The Varsity Blues college admissions scandal's mastermind Rick Singer gets 3-1/2 years in prison – https://t.co/NnMeBWGs7j pic.twitter.com/HiKZvkUAt3
— CWEB (@cweb) January 5, 2023
After the sentence, Massachusetts U.S. Attorney Rachael Rollins told reporters, “The behavior, in this case, was something out of a Hollywood movie.”
In addition, Singer was required to surrender millions more in cash and assets to the authorities, as well as more than $10 million in restitution to the IRS. In February, he received a report to prison order.
Although a number of defendants were convicted as a result of Singer’s cooperation, the prosecution pointed out that he also acknowledged impeding the investigation by leaking information about a number of his clients who were under investigation. In the instances that got to trial, the government never summoned him as a witness.

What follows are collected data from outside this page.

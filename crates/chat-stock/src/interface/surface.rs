//! Display surface abstraction
//!
//! A turn-based conversational UI consumes three renderable primitives - a
//! markdown/text block, a tabular block, and a bulleted list - plus a
//! persistent About panel and a few note styles. The CLI implements this
//! against the terminal; tests record the calls.

use crate::sanitize::Table;

/// The primitives a display surface must render
pub trait Surface {
    /// Render a markdown/text block
    fn markdown(&mut self, text: &str);

    /// Render a section heading
    fn heading(&mut self, text: &str);

    /// Render a parsed table
    fn table(&mut self, table: &Table);

    /// Render a bulleted list
    fn bullets(&mut self, items: &[String]);

    /// Render an informational note
    fn info(&mut self, text: &str);

    /// Render a warning note
    fn warning(&mut self, text: &str);

    /// Render an error message
    fn error(&mut self, text: &str);

    /// Render the persistent About panel
    fn about(&mut self, text: &str);
}
//! Tool for searching the web for company news

use chat_core::Result as AgentResult;
use chat_tools::Tool;
use async_trait::async_trait;
use regex::Regex;
use serde::{Deserialize, Serialize};
use serde_json::{Value, json};
use std::sync::{Arc, LazyLock};

use crate::config::AppConfig;
use crate::error::{ChatError, Result};

const SEARCH_ENDPOINT: &str = "https://html.duckduckgo.com/html/";

/// Anchor elements carrying a result title and URL
static RESULT_LINK: LazyLock<Regex> = LazyLock::new(|| {
    Regex::new(r#"(?s)<a[^>]*class="result__a"[^>]*href="([^"]*)"[^>]*>(.*?)</a>"#)
        .expect("valid pattern")
});

/// Anchor elements carrying a result snippet
static RESULT_SNIPPET: LazyLock<Regex> = LazyLock::new(|| {
    Regex::new(r#"(?s)<a[^>]*class="result__snippet"[^>]*>(.*?)</a>"#).expect("valid pattern")
});

/// Residual markup inside titles and snippets
static HTML_TAG: LazyLock<Regex> =
    LazyLock::new(|| Regex::new(r"<[^>]+>").expect("valid pattern"));

/// Tool for web search over the DuckDuckGo HTML endpoint
pub struct WebSearchTool {
    client: reqwest::Client,
    config: Arc<AppConfig>,
}

#[derive(Debug, Deserialize)]
struct SearchParams {
    query: String,
    #[serde(default)]
    max_results: Option<usize>,
}

#[derive(Debug, Serialize, PartialEq, Eq)]
struct SearchResult {
    title: String,
    url: String,
    snippet: String,
}

impl WebSearchTool {
    /// Create a new web search tool
    pub fn new(config: Arc<AppConfig>) -> Self {
        Self {
            client: reqwest::Client::new(),
            config,
        }
    }

    /// Run a search and shape the results for the agent
    async fn search(&self, params: SearchParams) -> Result<Value> {
        let max_results = params
            .max_results
            .unwrap_or(self.config.max_search_results)
            .min(self.config.max_search_results);

        let response = self
            .client
            .get(SEARCH_ENDPOINT)
            .query(&[("q", params.query.as_str())])
            .header("User-Agent", "Mozilla/5.0 (compatible; stock-chat-rs)")
            .send()
            .await?;

        if !response.status().is_success() {
            return Err(ChatError::SearchError(format!(
                "search endpoint returned HTTP {}",
                response.status()
            )));
        }

        let body = response.text().await?;
        let results = parse_results(&body, max_results);

        Ok(json!({
            "query": params.query,
            "result_count": results.len(),
            "results": results,
        }))
    }
}

/// Pull titles, URLs, and snippets out of the result page
fn parse_results(html: &str, limit: usize) -> Vec<SearchResult> {
    let snippets: Vec<String> = RESULT_SNIPPET
        .captures_iter(html)
        .filter_map(|c| c.get(1).map(|m| strip_tags(m.as_str())))
        .collect();

    RESULT_LINK
        .captures_iter(html)
        .take(limit)
        .enumerate()
        .filter_map(|(i, c)| {
            let url = c.get(1)?.as_str().to_string();
            let title = strip_tags(c.get(2)?.as_str());
            if title.is_empty() {
                return None;
            }
            Some(SearchResult {
                title,
                url,
                snippet: snippets.get(i).cloned().unwrap_or_default(),
            })
        })
        .collect()
}

fn strip_tags(fragment: &str) -> String {
    HTML_TAG
        .replace_all(fragment, "")
        .split_whitespace()
        .collect::<Vec<_>>()
        .join(" ")
}

#[async_trait]
impl Tool for WebSearchTool {
    async fn execute(&self, params: Value) -> AgentResult<Value> {
        let params: SearchParams = serde_json::from_value(params).map_err(|e| {
            chat_core::Error::ProcessingFailed(format!("Invalid parameters: {e}"))
        })?;

        self.search(params)
            .await
            .map_err(|e| chat_core::Error::ProcessingFailed(e.to_string()))
    }

    fn name(&self) -> &str {
        "web_search"
    }

    fn description(&self) -> &str {
        "Search the web for recent news about a company or topic. \
         Returns result titles, URLs, and snippets."
    }

    fn input_schema(&self) -> Value {
        json!({
            "type": "object",
            "properties": {
                "query": {
                    "type": "string",
                    "description": "Search query (e.g., 'AAPL stock news')"
                },
                "max_results": {
                    "type": "integer",
                    "description": "Maximum number of results to return",
                    "default": 5
                }
            },
            "required": ["query"]
        })
    }
}

#[cfg(test)]
mod tests {
    use super::*;

    const SAMPLE_PAGE: &str = r#"
        <div class="result">
            <a class="result__a" href="https://example.com/one"><b>Apple</b> ships new chip</a>
            <a class="result__snippet">The <b>chip</b> arrives   next quarter.</a>
        </div>
        <div class="result">
            <a class="result__a" href="https://example.com/two">Supply chain update</a>
            <a class="result__snippet">Suppliers expand capacity.</a>
        </div>
    "#;

    #[test]
    fn test_parse_results() {
        let results = parse_results(SAMPLE_PAGE, 5);

        assert_eq!(results.len(), 2);
        assert_eq!(results[0].title, "Apple ships new chip");
        assert_eq!(results[0].url, "https://example.com/one");
        assert_eq!(results[0].snippet, "The chip arrives next quarter.");
        assert_eq!(results[1].title, "Supply chain update");
    }

    #[test]
    fn test_parse_results_respects_limit() {
        let results = parse_results(SAMPLE_PAGE, 1);
        assert_eq!(results.len(), 1);
    }

    #[test]
    fn test_parse_results_empty_page() {
        assert!(parse_results("<html></html>", 5).is_empty());
    }

    #[test]
    fn test_tool_metadata() {
        let config = Arc::new(
            AppConfig::builder()
                .groq_api_key("gsk-test")
                .build()
                .expect("valid test config"),
        );
        let tool = WebSearchTool::new(config);

        assert_eq!(tool.name(), "web_search");
        assert!(!tool.description().is_empty());

        let schema = tool.input_schema();
        assert_eq!(schema["type"], "object");
        assert!(schema["properties"]["query"].is_object());
    }
}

Singer’s defense counsel, Candice Fields, pleaded with the judge for leniency, saying that her client “did whatever was required” to help the government and took a huge personal risk by wearing a wire to record meetings for investigators. Fields asked for six months in jail or three years of probation, whichever came first if the judge felt it was necessary.

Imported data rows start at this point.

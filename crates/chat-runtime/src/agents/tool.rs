//! Tool-using agent implementation

use crate::executor::{AgentExecutor, ExecutorConfig};
use chat_core::{Agent, Context, Result};
use chat_llm::LLMProvider;
use chat_tools::ToolRegistry;
use async_trait::async_trait;
use std::sync::Arc;

/// An agent configured with a model, instructions, and callable tools
///
/// This is the concrete form of the "agent" of the chat application: a
/// model identifier, a set of tool bindings, and natural-language
/// instructions, wrapped around the executor loop. The agent keeps no
/// state of its own; each `process` call runs one full loop.
pub struct ToolAgent {
    executor: AgentExecutor,
    name: String,
}

impl ToolAgent {
    /// Create a new tool agent
    ///
    /// # Arguments
    ///
    /// * `provider` - The LLM provider to use
    /// * `tools` - Registry holding the tools this agent may call
    /// * `config` - Model, instructions, and sampling configuration
    /// * `name` - Name of the agent
    pub fn new(
        provider: Arc<dyn LLMProvider>,
        tools: Arc<ToolRegistry>,
        config: ExecutorConfig,
        name: impl Into<String>,
    ) -> Self {
        Self {
            executor: AgentExecutor::new(provider, tools, config),
            name: name.into(),
        }
    }
}

#[async_trait]
impl Agent for ToolAgent {
    async fn process(&self, input: String, _context: &mut Context) -> Result<String> {
        self.executor.run(input).await
    }

    fn name(&self) -> &str {
        &self.name
    }
}
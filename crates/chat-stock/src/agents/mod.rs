//! The configured agents of the chat application

pub mod finance;
pub mod search;
pub mod team;

pub use finance::FinanceAgent;
pub use search::SearchAgent;
pub use team::StockAnalysisTeam;
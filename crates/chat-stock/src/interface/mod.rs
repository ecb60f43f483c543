//! Turn-based conversational interface
//!
//! The display surface abstraction, the append-only chat history, and the
//! orchestrator that drives one user submission through the agent call and
//! the sanitization pipeline.

pub mod history;
pub mod surface;
pub mod turn;

pub use history::{ChatEntry, ChatHistory};
pub use surface::Surface;
pub use turn::{TurnHandler, TurnState};
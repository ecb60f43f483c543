//! Error types for chat-core

use thiserror::Error;

/// Result type alias for chat-core
pub type Result<T> = std::result::Result<T, Error>;

/// Error type for agent operations
#[derive(Error, Debug)]
pub enum Error {
    /// Generic error message
    #[error("{0}")]
    Generic(String),

    /// Agent could not be constructed or wired up
    #[error("Agent initialization failed: {0}")]
    InitializationFailed(String),

    /// Agent failed while handling a prompt
    #[error("Agent processing failed: {0}")]
    ProcessingFailed(String),
}
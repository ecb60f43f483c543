//! Concrete LLM provider implementations

pub mod groq;

pub use groq::{GroqConfig, GroqProvider};
//! Tool registry for managing available tools

use crate::Tool;
use std::collections::HashMap;
use std::sync::{Arc, RwLock};

/// Registry for managing tools
pub struct ToolRegistry {
    tools: RwLock<HashMap<String, Arc<dyn Tool>>>,
}

impl Default for ToolRegistry {
    fn default() -> Self {
        Self {
            tools: RwLock::new(HashMap::new()),
        }
    }
}

impl ToolRegistry {
    /// Create a new tool registry
    pub fn new() -> Self {
        Self::default()
    }

    /// Register a tool
    pub fn register(&self, tool: Arc<dyn Tool>) {
        let mut tools = self.tools.write().unwrap();
        tools.insert(tool.name().to_string(), tool);
    }

    /// Get a tool by name
    pub fn get(&self, name: &str) -> Option<Arc<dyn Tool>> {
        let tools = self.tools.read().unwrap();
        tools.get(name).cloned()
    }

    /// List all registered tools
    ///
    /// Returns a vector of all tools in the registry. This is useful for
    /// building tool definitions to send to the LLM.
    pub fn list_tools(&self) -> Vec<Arc<dyn Tool>> {
        let tools = self.tools.read().unwrap();
        tools.values().cloned().collect()
    }

    /// Get the number of registered tools
    pub fn len(&self) -> usize {
        let tools = self.tools.read().unwrap();
        tools.len()
    }

    /// Check if the registry is empty
    pub fn is_empty(&self) -> bool {
        let tools = self.tools.read().unwrap();
        tools.is_empty()
    }
}

#[cfg(test)]
mod tests {
    use super::*;
    use async_trait::async_trait;
    use serde_json::{Value, json};

    struct EchoTool;

    #[async_trait]
    impl Tool for EchoTool {
        async fn execute(&self, params: Value) -> chat_core::Result<Value> {
            Ok(params)
        }

        fn name(&self) -> &str {
            "echo"
        }

        fn description(&self) -> &str {
            "Echoes its input"
        }

        fn input_schema(&self) -> Value {
            json!({"type": "object", "properties": {}})
        }
    }

    #[test]
    fn test_register_and_get() {
        let registry = ToolRegistry::new();
        assert!(registry.is_empty());

        registry.register(Arc::new(EchoTool));
        assert_eq!(registry.len(), 1);
        assert!(registry.get("echo").is_some());
        assert!(registry.get("missing").is_none());
    }

    #[tokio::test]
    async fn test_execute_registered_tool() {
        let registry = ToolRegistry::new();
        registry.register(Arc::new(EchoTool));

        let tool = registry.get("echo").unwrap();
        let result = tool.execute(json!({"query": "AAPL"})).await.unwrap();
        assert_eq!(result["query"], "AAPL");
    }
}
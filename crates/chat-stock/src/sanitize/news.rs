//! News section formatting
//!
//! Detects a labeled news section ("Latest News", "Recent News", or
//! "News"), extracts its items as a bounded bullet list, and removes the
//! section from the running text.

use regex::Regex;
use std::sync::LazyLock;

/// Maximum number of news items surfaced per turn
pub const MAX_NEWS_ITEMS: usize = 5;

/// A formatted news section: at most [`MAX_NEWS_ITEMS`] single-line items
#[derive(Debug, Clone, PartialEq, Eq)]
pub struct NewsSection {
    /// Whitespace-normalized news items
    pub items: Vec<String>,
}

/// Header patterns tried in order; each span runs to the next level-2
/// markdown header or the end of the text
static NEWS_PATTERNS: LazyLock<Vec<Regex>> = LazyLock::new(|| {
    [
        r"(?is)(Latest News.*?)(\n##|\z)",
        r"(?is)(Recent News.*?)(\n##|\z)",
        r"(?is)(News.*?)(\n##|\z)",
    ]
    .iter()
    .map(|p| Regex::new(p).expect("valid news pattern"))
    .collect()
});

/// Runs of whitespace, collapsed to a single space within an item
static WHITESPACE_RUN: LazyLock<Regex> =
    LazyLock::new(|| Regex::new(r"\s+").expect("valid pattern"));

/// Extract the news section from the text
///
/// Returns the formatted section (if one was found with at least one item)
/// and the text with the matched span removed. A matched section with no
/// extractable items leaves the text untouched. The first matching header
/// pattern wins; later patterns are not tried.
pub fn extract_news(text: &str) -> (Option<NewsSection>, String) {
    for re in NEWS_PATTERNS.iter() {
        let Some(caps) = re.captures(text) else {
            continue;
        };
        let Some(span) = caps.get(1) else {
            continue;
        };

        let mut items = bullet_items(span.as_str());
        if items.is_empty() {
            // No bullets at all: fall back to plain lines that are neither
            // markdown headers nor table rows
            items = span
                .as_str()
                .lines()
                .map(str::trim)
                .filter(|line| {
                    !line.is_empty() && !line.starts_with('#') && !line.starts_with('|')
                })
                .map(normalize_item)
                .collect();
        }

        if items.is_empty() {
            return (None, text.trim().to_string());
        }

        items.truncate(MAX_NEWS_ITEMS);

        let mut remaining = String::with_capacity(text.len());
        remaining.push_str(&text[..span.start()]);
        remaining.push_str(&text[span.end()..]);
        return (
            Some(NewsSection { items }),
            remaining.trim().to_string(),
        );
    }

    (None, text.trim().to_string())
}

/// Collect lines with a leading `*` or `-` bullet marker
fn bullet_items(span: &str) -> Vec<String> {
    span.lines()
        .filter_map(|line| {
            let trimmed = line.trim_start();
            trimmed
                .strip_prefix('*')
                .or_else(|| trimmed.strip_prefix('-'))
                .map(normalize_item)
        })
        .filter(|item| !item.is_empty())
        .collect()
}

fn normalize_item(item: &str) -> String {
    WHITESPACE_RUN.replace_all(item.trim(), " ").into_owned()
}

#[cfg(test)]
mod tests {
    use super::*;

    #[test]
    fn test_bullets_extracted_and_span_removed() {
        let text = "## Metrics\nprose\n\nLatest News\n- Apple ships new chip\n* Supply chain update";
        let (section, remaining) = extract_news(text);

        let section = section.expect("news section");
        assert_eq!(
            section.items,
            vec!["Apple ships new chip", "Supply chain update"]
        );
        assert!(!remaining.contains("Latest News"));
        assert!(remaining.contains("## Metrics"));
    }

    #[test]
    fn test_seven_bullets_capped_at_five() {
        let mut text = String::from("Latest News\n");
        for i in 1..=7 {
            text.push_str(&format!("- item {i}\n"));
        }

        let (section, _) = extract_news(&text);
        let section = section.expect("news section");
        assert_eq!(section.items.len(), 5);
        assert_eq!(section.items[0], "item 1");
        assert_eq!(section.items[4], "item 5");
    }

    #[test]
    fn test_span_stops_at_next_header() {
        let text = "Latest News\n- item one\n## Fundamentals\n| P/E | 27 |";
        let (section, remaining) = extract_news(text);

        assert_eq!(section.expect("news section").items, vec!["item one"]);
        // The following section survives, including its header
        assert!(remaining.starts_with("## Fundamentals"));
    }

    #[test]
    fn test_pattern_order_latest_before_recent() {
        let text = "Recent News\n- recent item\n\nLatest News\n- latest item";
        let (section, _) = extract_news(text);

        // "Latest News" is tried first even though "Recent News" appears earlier
        assert_eq!(section.expect("news section").items, vec!["latest item"]);
    }

    #[test]
    fn test_line_fallback_skips_headers_and_table_rows() {
        let text = "News\nFed holds rates steady\n| A | B |\n## Next";
        let (section, remaining) = extract_news(text);

        let section = section.expect("news section");
        // The header line itself and the plain line are kept; the table row is not
        assert_eq!(section.items, vec!["News", "Fed holds rates steady"]);
        assert_eq!(remaining, "## Next");
    }

    #[test]
    fn test_items_whitespace_normalized() {
        let text = "Latest News\n- Apple   ships\t new chip";
        let (section, _) = extract_news(text);
        assert_eq!(section.expect("news section").items, vec!["Apple ships new chip"]);
    }

    #[test]
    fn test_no_news_section() {
        let (section, remaining) = extract_news("just prose here");
        assert!(section.is_none());
        assert_eq!(remaining, "just prose here");
    }
}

Singer, according to Fields, was the only reason why hundreds of prominent and occasionally famous defendants were prosecuted, which is how the inquiry came to be as well-known as it was.

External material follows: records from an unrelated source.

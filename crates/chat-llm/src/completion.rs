//! Completion request and response types

use crate::{Message, ToolDefinition};
use serde::{Deserialize, Serialize};

/// Request for a chat completion with full conversation history
#[derive(Debug, Clone, Serialize, Deserialize)]
pub struct CompletionRequest {
    /// Model identifier (provider-specific)
    pub model: String,

    /// Conversation history (alternating user/assistant messages)
    pub messages: Vec<Message>,

    /// Optional system prompt
    #[serde(skip_serializing_if = "Option::is_none")]
    pub system: Option<String>,

    /// Maximum tokens to generate
    pub max_tokens: usize,

    /// Sampling temperature (0.0-1.0)
    #[serde(skip_serializing_if = "Option::is_none")]
    pub temperature: Option<f32>,

    /// Tools available for the LLM to call
    #[serde(skip_serializing_if = "Option::is_none")]
    pub tools: Option<Vec<ToolDefinition>>,

    /// Stop sequences
    #[serde(skip_serializing_if = "Option::is_none")]
    pub stop_sequences: Option<Vec<String>>,
}

/// Response from a chat completion
#[derive(Debug, Clone, Serialize, Deserialize)]
pub struct CompletionResponse {
    /// Generated message from the assistant
    pub message: Message,

    /// Stop reason (completed, max_tokens, tool_use, etc.)
    pub stop_reason: StopReason,

    /// Token usage statistics
    pub usage: TokenUsage,
}

/// Reason the LLM stopped generating
#[derive(Debug, Clone, Copy, PartialEq, Eq, Serialize, Deserialize)]
#[serde(rename_all = "snake_case")]
pub enum StopReason {
    /// Natural completion (end of turn)
    EndTurn,

    /// Hit max tokens limit
    MaxTokens,

    /// Stop sequence encountered
    StopSequence,

    /// Tool use requested
    ToolUse,
}

/// Token usage statistics
#[derive(Debug, Clone, Copy, Serialize, Deserialize)]
pub struct TokenUsage {
    /// Number of input tokens
    pub input_tokens: usize,

    /// Number of output tokens
    pub output_tokens: usize,
}

impl TokenUsage {
    /// Total tokens used (input + output)
    pub fn total(&self) -> usize {
        self.input_tokens + self.output_tokens
    }
}

impl CompletionRequest {
    /// Create a builder for completion requests
    pub fn builder(model: impl Into<String>) -> CompletionRequestBuilder {
        CompletionRequestBuilder::new(model)
    }
}

/// Builder for CompletionRequest
pub struct CompletionRequestBuilder {
    model: String,
    messages: Vec<Message>,
    system: Option<String>,
    max_tokens: usize,
    temperature: Option<f32>,
    tools: Option<Vec<ToolDefinition>>,
    stop_sequences: Option<Vec<String>>,
}

impl CompletionRequestBuilder {
    /// Create a new builder
    pub fn new(model: impl Into<String>) -> Self {
        Self {
            model: model.into(),
            messages: Vec::new(),
            system: None,
            max_tokens: 1024,
            temperature: None,
            tools: None,
            stop_sequences: None,
        }
    }

    /// Set the conversation messages
    pub fn messages(mut self, messages: Vec<Message>) -> Self {
        self.messages = messages;
        self
    }

    /// Add a single message
    pub fn add_message(mut self, message: Message) -> Self {
        self.messages.push(message);
        self
    }

    /// Set the system prompt
    pub fn system(mut self, system: impl Into<String>) -> Self {
        self.system = Some(system.into());
        self
    }

    /// Set the maximum tokens
    pub fn max_tokens(mut self, max_tokens: usize) -> Self {
        self.max_tokens = max_tokens;
        self
    }

    /// Set the temperature
    pub fn temperature(mut self, temperature: f32) -> Self {
        self.temperature = Some(temperature);
        self
    }

    /// Set the available tools
    pub fn tools(mut self, tools: Vec<ToolDefinition>) -> Self {
        self.tools = Some(tools);
        self
    }

    /// Set stop sequences
    pub fn stop_sequences(mut self, sequences: Vec<String>) -> Self {
        self.stop_sequences = Some(sequences);
        self
    }

    /// Build the completion request
    pub fn build(self) -> CompletionRequest {
        CompletionRequest {
            model: self.model,
            messages: self.messages,
            system: self.system,
            max_tokens: self.max_tokens,
            temperature: self.temperature,
            tools: self.tools,
            stop_sequences: self.stop_sequences,
        }
    }
}

#[cfg(test)]
mod tests {
    use super::*;
    use crate::Message;

    #[test]
    fn test_builder() {
        let request = CompletionRequest::builder("qwen/qwen3-32b")
            .add_message(Message::user("Analyze AAPL fundamentals"))
            .system("You are a financial data agent")
            .max_tokens(800)
            .temperature(0.7)
            .build();

        assert_eq!(request.model, "qwen/qwen3-32b");
        assert_eq!(request.messages.len(), 1);
        assert_eq!(request.max_tokens, 800);
        assert_eq!(request.temperature, Some(0.7));
    }

    #[test]
    fn test_token_usage() {
        let usage = TokenUsage {
            input_tokens: 100,
            output_tokens: 50,
        };
        assert_eq!(usage.total(), 150);
    }
}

The singer expressed regret to his family, the publicized schools he embarrassed, and the children he had interacted with over the years. He committed to working for the betterment of people’s lives for the rest of his natural life.
“The lessons my father taught me about competition distorted my moral compass. I accepted his viewpoint that it was appropriate to exaggerate or even lie in order to win. He confessed, “I ought to have known better.
The singer admitted admission to charges related to racketeering conspiracy and money laundering conspiracy in 2019 – the same day the significant case was made public. Two parents were found guilty after a trial, while dozens of others ultimately entered guilty pleas to the charges.
An executive under investigation for an unrelated securities fraud scheme told investigators that a Yale soccer coach had promised to help his daughter get into the school in exchange for money, prompting Boston authorities to start looking into the plot. The Yale coach directed police to Singer, whose cooperation allowed the whole conspiracy to be thwarted.
Singer bribed coaches to identify candidates as recruits to increase their prospects of admission to the school and paid off entrance exam administrators or proctors to manipulate students’ test scores for years.
Soccer, sailing, and tennis coaches accepted kickbacks to misrepresent pupils’ athletic abilities when recruiting them as athletes. To make pupils appear to star in sports they sometimes didn’t even play, fake sports profiles were made. Most of the bribes were routed through Singer’s fictitious nonprofit, which allowed some parents to pass them off as charitable contributions and reduce their federal income taxes.
Prosecutors claim that Singer received more than $25 million from his clients, paid more than $7 million in bribes, and used more than $15 million of their money for his personal gain.
If the judge did not impose a significant jail term, it would send a “devastating message that fraud pays and obstruction of justice rewards,” Assistant U.S. Attorney Stephen Frank warned the judge.
According to Frank, “this defendant was accountable for the largest fraud ever committed against the American higher education system.”
The former Georgetown tennis coach Gordon Ernst, who received a 2 1/2 year prison sentence for accepting more than $3 million in bribes, received the harshest punishment prior to Singer.
The parents’ sentences have ranged from probation to 15 months in prison, but the father who received the latter punishment is still out on bail as he files an appeal.
A parent who was suspected of bribing Ernst to get his daughter into the school was cleared on all counts, even though he wasn’t Singer’s collaborator. Additionally, a judge mandated a new trial for Jovan Vavic, a former water polo coach at the University of Southern California who was found guilty of receiving bribes.